Q-K=V projection merge cuts transformer KV cache 96.9% when paired with GQA
New arXiv paper shows merging Key and Value projections in self-attention halves memory overhead while preserving accuracy, with 96.9% total cache reduction when combined with Grouped Query Attention.

A systematic study from Brainchip researchers challenges the assumption that transformers need three independent Q, K, V projections. Posted to arXiv on June 9, the paper tests three projection-sharing strategies and finds that merging Key and Value matrices—the Q-K=V configuration—cuts KV cache size in half with minimal accuracy drop. On a 1.2B-parameter model, downstream task performance fell just 0.41 percent compared to the standard three-projection baseline.

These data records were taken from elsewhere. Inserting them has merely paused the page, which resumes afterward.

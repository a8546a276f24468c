//! Tests for domain error construction and serialisation.

use super::*;
use rstest::{fixture, rstest};
use serde_json::json;

const TRACE_ID: &str = "00000000-0000-0000-0000-000000000000";

#[fixture]
fn base_error() -> Error {
    Error::invalid_request("bad")
}

#[rstest]
#[case(Error::invalid_request("x"), ErrorCode::InvalidRequest)]
#[case(Error::not_found("x"), ErrorCode::NotFound)]
#[case(Error::conflict("x"), ErrorCode::Conflict)]
#[case(Error::capacity_exceeded("x"), ErrorCode::CapacityExceeded)]
#[case(Error::internal("x"), ErrorCode::InternalError)]
fn constructors_set_code(#[case] error: Error, #[case] expected: ErrorCode) {
    assert_eq!(error.code(), expected);
}

#[rstest]
fn try_new_rejects_empty_messages() {
    let result = Error::try_new(ErrorCode::InvalidRequest, "   ");
    assert!(matches!(result, Err(ErrorValidationError::EmptyMessage)));
}

#[rstest]
fn try_with_trace_id_rejects_empty_values(base_error: Error) {
    let result = base_error.try_with_trace_id("   ");
    assert!(matches!(result, Err(ErrorValidationError::EmptyTraceId)));
}

#[rstest]
fn new_returns_none_when_trace_id_out_of_scope() {
    let error = Error::internal("boom");
    assert!(error.trace_id().is_none());
}

#[tokio::test]
async fn new_captures_trace_id_in_scope() {
    let trace_id: TraceId = TRACE_ID.parse().expect("fixture is a valid UUID");
    let error = TraceId::scope(trace_id, async move { Error::internal("boom") }).await;

    assert_eq!(error.trace_id(), Some(TRACE_ID));
}

#[tokio::test]
async fn deserialising_keeps_payload_trace_id() {
    let trace_id: TraceId = TRACE_ID.parse().expect("fixture is a valid UUID");
    let payload = json!({ "code": "not_found", "message": "missing" });

    let decoded: Error = TraceId::scope(trace_id, async move {
        serde_json::from_value(payload).expect("valid payload")
    })
    .await;

    assert!(decoded.trace_id().is_none());
}

#[rstest]
fn serialises_camel_case_and_omits_absent_fields(base_error: Error) {
    let value = serde_json::to_value(base_error.with_details(json!({ "field": "pesel" })))
        .expect("serialise error");

    assert_eq!(value["code"], "invalid_request");
    assert_eq!(value["message"], "bad");
    assert_eq!(value["details"]["field"], "pesel");
    assert!(value.get("traceId").is_none());
}

#[rstest]
fn capacity_code_uses_snake_case() {
    let value = serde_json::to_value(ErrorCode::CapacityExceeded).expect("serialise code");
    assert_eq!(value, json!("capacity_exceeded"));
}

#[rstest]
fn deserialising_rejects_blank_message() {
    let result: Result<Error, _> =
        serde_json::from_value(json!({ "code": "conflict", "message": " " }));
    assert!(result.is_err());
}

The work addresses a core bottleneck in autoregressive decoding: the KV cache. Every token generated during inference requires storing Key and Value tensors for all previous tokens, and that memory overhead scales linearly with context length. For long-context applications and edge deployment, the cache quickly becomes the limiting factor. By mathematically demonstrating that Key and Value projections can share weights without breaking the attention mechanism, the authors eliminate the need to cache a separate Value tensor.
The approach is orthogonal to existing head-sharing methods like Grouped Query Attention and Multi-Query Attention, both of which reduce the number of KV heads but still maintain separate K and V projections per head. Stacking Q-K=V on top of GQA or MQA pushes total KV cache reduction to 96.9 percent—a figure that makes multi-million-token inference and smartphone deployment far more practical. The paper includes ablation studies across model scales and confirms that Q-K=V outperforms both Q=K and Q=K=V variants on standard language modeling benchmarks.
For practitioners building new architectures, the Q-K=V configuration is a drop-in change. The authors tested the design on models ranging from small-scale experiments to billion-parameter checkpoints and found consistent memory savings with negligible accuracy regression. Code is available on GitHub under the Brainchip-Inc organization.